Another Woman's Son (Harlequin Romance) Page 7
He peeled another top sheet off a section and pushed the rest to her. “Faith thought I worked too much.” He looked at Tony, who’d crawled to the runner in the hall and begun to bang on the rug between smacks on his homemade drum. “I worked longer hours after I started to dread coming home.”
“Dread?” Isabel wrapped a salad plate. “Faith never told me.”
“I’m guessing Will heard about it.” He shrugged as if the thought didn’t hurt either of them and then he reached for a salad bowl. “She said she wanted more, that she was bored, alone with Tony all day, no one to talk to. Even you had volunteer work.”

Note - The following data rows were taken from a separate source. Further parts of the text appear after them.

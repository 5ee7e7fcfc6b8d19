//! QA agent engine: file intake, prompt construction, model client and effect execution.
mod adapter;
mod decode;
mod engine;
mod export;
mod filename;
mod gemini;
mod intake;
mod prompt;
mod types;

pub use adapter::{parse_test_cases, strip_code_fences, QaAdapter};
pub use decode::{decode_text, DecodedText};
pub use engine::{EngineConfig, EngineHandle, DEFAULT_BUILD_DELAY};
pub use export::{PersistError, ScriptExporter};
pub use filename::sanitize_file_name;
pub use gemini::{
    GeminiClient, ModelClient, ModelRequest, ModelSettings, DEFAULT_BASE_URL, DEFAULT_MODEL,
};
pub use intake::{read_file, read_files};
pub use prompt::{
    build_script_prompt, build_test_case_prompt, document_context, html_context,
    test_case_schema, NO_HTML_PROVIDED, SCRIPT_TEMPERATURE, TEST_CASE_SYSTEM_INSTRUCTION,
};
pub use types::{EngineEvent, GenerationError, IntakeError};
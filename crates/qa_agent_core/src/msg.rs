use std::path::PathBuf;

use crate::{FileRole, RequestToken, TestCase, UploadedFile};

#[derive(Debug, Clone, PartialEq, Eq)]
pub enum Msg {
    /// User picked files from disk for the given role.
    FilesSelected { role: FileRole, paths: Vec<PathBuf> },
    /// Engine finished reading a selection.
    FilesLoaded { files: Vec<UploadedFile> },
    /// Engine could not read a selection; nothing was added.
    IntakeFailed { message: String },
    /// User removed a file by name.
    FileRemoved { name: String },
    /// User clicked "Build Knowledge Base".
    BuildKnowledgeBaseClicked,
    /// Engine finished the knowledge-base build delay.
    KnowledgeBaseReady,
    /// User edited the test-generation prompt.
    PromptChanged(String),
    /// User asked for test cases.
    GenerateTestsClicked,
    TestCasesGenerated {
        token: RequestToken,
        test_cases: Vec<TestCase>,
    },
    TestCasesFailed { token: RequestToken },
    /// User picked a test case (index into the current list) to script.
    TestCaseSelected { index: usize },
    ScriptGenerated { token: RequestToken, code: String },
    ScriptFailed { token: RequestToken },
    /// User left the script view.
    BackClicked,
    /// User asked to save the current script.
    ExportClicked,
    ScriptExported { path: PathBuf },
    ExportFailed { message: String },
    /// UI/render tick to coalesce rendering.
    Tick,
    /// Fallback for placeholder wiring.
    NoOp,
}
//! Logger initialization for the qa-agent binary.
//!
//! File output goes to `./qa_agent.log` in the current working directory,
//! truncated on every start.

use std::fs::File;
use std::path::PathBuf;

use clap::ValueEnum;
use log::LevelFilter;
use serde::Deserialize;
use simplelog::{
    ColorChoice, CombinedLogger, Config, ConfigBuilder, SharedLogger, TermLogger, TerminalMode,
    WriteLogger,
};

const LOG_FILE: &str = "./qa_agent.log";

/// Destination for log output.
#[derive(Debug, Clone, Copy, PartialEq, Eq, Default, ValueEnum, Deserialize)]
pub enum LogDestination {
    /// Write to ./qa_agent.log in current directory.
    #[default]
    File,
    /// Write to the terminal (stderr for warnings and errors).
    Terminal,
    /// Write to both file and terminal.
    Both,
}

/// Initialize the global logger. Failing to open the log file falls back to
/// whatever loggers remain; a second call is ignored.
pub fn initialize(destination: LogDestination) {
    let level = LevelFilter::Info;
    let config = build_config();

    let mut loggers: Vec<Box<dyn SharedLogger>> = Vec::new();
    if matches!(destination, LogDestination::Terminal | LogDestination::Both) {
        loggers.push(TermLogger::new(
            level,
            config.clone(),
            TerminalMode::Mixed,
            ColorChoice::Auto,
        ));
    }
    if matches!(destination, LogDestination::File | LogDestination::Both) {
        if let Some(file_logger) = create_file_logger(level, config) {
            loggers.push(file_logger);
        }
    }
    if loggers.is_empty() {
        return;
    }

    let _ = CombinedLogger::init(loggers);
}

fn build_config() -> Config {
    ConfigBuilder::new()
        .set_time_format_rfc3339()
        .set_target_level(LevelFilter::Error)
        .build()
}

fn create_file_logger(level: LevelFilter, config: Config) -> Option<Box<WriteLogger<File>>> {
    let log_path = PathBuf::from(LOG_FILE);
    match File::create(&log_path) {
        Ok(file) => Some(WriteLogger::new(level, config, file)),
        Err(err) => {
            eprintln!("Warning: Could not create log file at {:?}: {}", log_path, err);
            None
        }
    }
}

“Even I,” Isabel said. “As if I was a kindred bored spirit.”
“Weren’t you?”
“My best times were playing with Tony and Faith. But I kept busy. You know how volunteer committees operate. The wives of the really important men are in charge. I was a gofer—which Will never understood.”
“Neither did Faith. She refused to be anyone’s lackey, as she put it, and she didn’t want to leave Tony long enough to take what she called a ‘real’ job.”
“She said that?”
“She had a degree. I suggested work might keep her from being so bored.”
“Why do guys always try to solve your problems with advice?” He looked mystified, as if he’d done his best. It wasn’t his fault advice was rarely what a woman wanted from her husband. “Did she tell you what was wrong?”
“Never. More than a year ago, I realized she’d withdrawn, but she insisted she only wanted Tony and his dad.” His voice broke. “I couldn’t bring her back, and I never expected Tony’s dad was my friend.”
His voice, dripping in pain, froze Isabel. She clutched a plate in one hand and crumpled a piece of newspaper in the other. Her sister had been cruel.
“Her problem was with me,” Ben said. “If I’d been the man she needed, she wouldn’t have turned to Will for more.”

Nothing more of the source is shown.